Scarlett's power is controlling the weather. Scarlett's power was at first thought to be predicting the weather but is proven that she could also control it when she summons a dragon typhoon to escape after she gets captured. This is also noted in Nightrise as Scar summons a rainstorm to mask Inti's arrival. Scarlett is described as being of average height, slim, and being Asian/Eurasian. She also has long black hair, strange bright green eyes and has the soft brown skin of a girl born in Asia. She is also said to have a dazzling smile, that has gotten her out of trouble on many occasions. Matt also claims that she is very good-looking.

While her parents are out working, Scarlett is taken care of by a Scottish woman, Mrs Christina Murdoch. She is short, dark-haired and seemed to have no sense of humour at all. Scarlett and Mrs Murdoch had agreed silently that they were never going to be friends although they got on well enough.

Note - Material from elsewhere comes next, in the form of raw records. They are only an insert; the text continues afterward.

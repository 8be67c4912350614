//! DMA-visible memory: a fixed pool carved up once at init time

use crate::error::{NandError, Result};

/// A region of [DmaMemory], identified by its bus address
#[derive(Debug, Clone, Copy, PartialEq, Eq)]
pub struct DmaSlice {
    pub addr: u32,
    pub len: u32,
}

impl DmaSlice {
    pub fn len(&self) -> usize {
        self.len as usize
    }

    pub fn is_empty(&self) -> bool {
        self.len == 0
    }

    /// The first `len` bytes of this slice
    pub fn prefix(&self, len: usize) -> Result<DmaSlice> {
        if len > self.len() {
            return Err(NandError::InvalidArgument);
        }
        Ok(DmaSlice {
            addr: self.addr,
            len: len as u32,
        })
    }
}

/// Memory the DMA engine can master, with a bump allocator.
///
/// Buffers are never returned to the pool; everything the driver needs is allocated while the
/// stack is brought up.
#[derive(Debug)]
pub struct DmaMemory {
    base: u32,
    data: Vec<u8>,
    used: usize,
}

impl DmaMemory {
    pub fn new(base: u32, size: usize) -> Self {
        Self {
            base,
            data: vec![0; size],
            used: 0,
        }
    }

    pub fn alloc(&mut self, size: usize, align: usize) -> Result<DmaSlice> {
        debug_assert!(align.is_power_of_two());

        let start = (self.used + align - 1) & !(align - 1);
        let end = start.checked_add(size).ok_or(NandError::NoMemory)?;
        if end > self.data.len() {
            log::error!(
                "DMA pool exhausted: {size} bytes requested, {} free",
                self.data.len() - self.used
            );
            return Err(NandError::NoMemory);
        }

        self.used = end;
        Ok(DmaSlice {
            addr: self.base + start as u32,
            len: size as u32,
        })
    }

    pub fn free_bytes(&self) -> usize {
        self.data.len() - self.used
    }

    fn range(&self, addr: u32, len: usize) -> Result<std::ops::Range<usize>> {
        let start = addr.checked_sub(self.base).ok_or(NandError::Fault)? as usize;
        let end = start.checked_add(len).ok_or(NandError::Fault)?;
        if end > self.data.len() {
            return Err(NandError::Fault);
        }
        Ok(start..end)
    }

    /// Resolve a bus address range, as a bus master would
    pub fn bytes(&self, addr: u32, len: usize) -> Result<&[u8]> {
        let range = self.range(addr, len)?;
        Ok(&self.data[range])
    }

    pub fn bytes_mut(&mut self, addr: u32, len: usize) -> Result<&mut [u8]> {
        let range = self.range(addr, len)?;
        Ok(&mut self.data[range])
    }

    pub fn slice(&self, slice: DmaSlice) -> Result<&[u8]> {
        self.bytes(slice.addr, slice.len())
    }

    pub fn slice_mut(&mut self, slice: DmaSlice) -> Result<&mut [u8]> {
        self.bytes_mut(slice.addr, slice.len())
    }
}

#[test]
fn test_alloc_alignment() -> anyhow::Result<()> {
    let mut mem = DmaMemory::new(0x1000, 256);
    let a = mem.alloc(3, 1)?;
    let b = mem.alloc(16, 32)?;
    assert_eq!(a.addr, 0x1000);
    assert_eq!(b.addr, 0x1020);
    assert_eq!(mem.free_bytes(), 256 - 0x30);
    assert_eq!(mem.alloc(1024, 4), Err(NandError::NoMemory));
    Ok(())
}

#[test]
fn test_bus_access() -> anyhow::Result<()> {
    let mut mem = DmaMemory::new(0x1000, 64);
    let buf = mem.alloc(8, 4)?;
    mem.slice_mut(buf)?.copy_from_slice(b"abcdefgh");
    assert_eq!(mem.bytes(0x1002, 3)?, b"cde");
    assert_eq!(mem.bytes(0x0fff, 1), Err(NandError::Fault));
    assert_eq!(mem.bytes(0x1000, 65), Err(NandError::Fault));
    assert_eq!(buf.prefix(4)?.len(), 4);
    assert!(buf.prefix(9).is_err());
    Ok(())
}
//! Board-level configuration of the NAND stack

use crate::nand::EccMode;
use crate::platform::PollBudget;

/// Everything a board decides about its NAND wiring and policies
#[derive(Debug, Clone)]
pub struct BoardConfig {
    /// Number of chip selects wired to NAND packages (and scanned for chips)
    pub chip_selects: usize,

    /// How the page payload is protected
    pub ecc_mode: EccMode,

    /// Build an in-memory bad block table at scan time
    pub scan_bbt: bool,

    /// Persist the bad block table to flash (otherwise it is rebuilt by a factory scan each boot)
    pub use_flash_bbt: bool,

    /// Look for the table starting from the last block of each chip
    pub bbt_last_block: bool,

    /// Keep one table per chip rather than one for the whole device
    pub bbt_per_chip: bool,

    /// Bits per block in the on-flash table: 1, 2, 4 or 8
    pub bbt_bits: u8,

    /// Write a version byte next to the table marker
    pub bbt_versioned: bool,

    /// Preserve the rest of a table block's contents when rewriting the table
    pub bbt_save_content: bool,

    /// How many blocks at the end (or start) of a chip may hold a table
    pub bbt_max_blocks: u32,

    /// Fallback wait after commands when the ready/busy line cannot be read
    pub chip_delay_us: u32,

    /// Poll budget for a DMA chain to complete
    pub dma_budget: PollBudget,

    /// Poll budget for the BCH engine to signal completion
    pub bch_budget: PollBudget,

    /// Poll budget for each step of a block soft reset
    pub reset_budget: PollBudget,

    /// Bus address and size of the memory pool handed to the DMA engine
    pub dma_pool_base: u32,
    pub dma_pool_size: usize,
}

impl Default for BoardConfig {
    fn default() -> Self {
        Self {
            chip_selects: 1,
            ecc_mode: EccMode::Hw,
            scan_bbt: true,
            use_flash_bbt: true,
            bbt_last_block: true,
            bbt_per_chip: true,
            bbt_bits: 2,
            bbt_versioned: true,
            bbt_save_content: false,
            bbt_max_blocks: 4,
            chip_delay_us: 20,
            dma_budget: PollBudget(10_000),
            bch_budget: PollBudget(10_000),
            reset_budget: PollBudget(1_000),
            dma_pool_base: 0x4000_0000,
            dma_pool_size: 64 * 1024,
        }
    }
}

Scarlett is known to act before she thinks, like when she pushed a teacher (who couldn't swim) fully clothed into the school's swimming pool and almost got killed by a speeding truck only to be saved by one of Lohan's associates. Scarlett is shown as brave throughout Necropolis and Oblivion.

Her past life is name was also Scarlett, but often called "Scar".

At the end of Necropolis, Scarlett is shot in the head by a Nightrise agent. She is then paired with Richard Cole when they went through the door in Tai Shan Temple, and arrives in Egypt ten years later. She is immediately operated upon and soon after, recovered from the bullet wound. Then they went to Dubai with Richard and reached Oblivion via an aeroplane.

She can communicate with the others while she's asleep, in the dreamworld.

===Richard Cole===

Richard Cole is a journalist first introduced in Raven's Gate where he helps Matt Freeman out with his troubles with the heartless witch Jayne Deverill. He was a journalist for the Greater Malling Gazette in Greater Malling, Yorkshire, living in York. At the end of the novel Richard pushes Deverill in a pool of radioactive acid when she tries to strangle Matt.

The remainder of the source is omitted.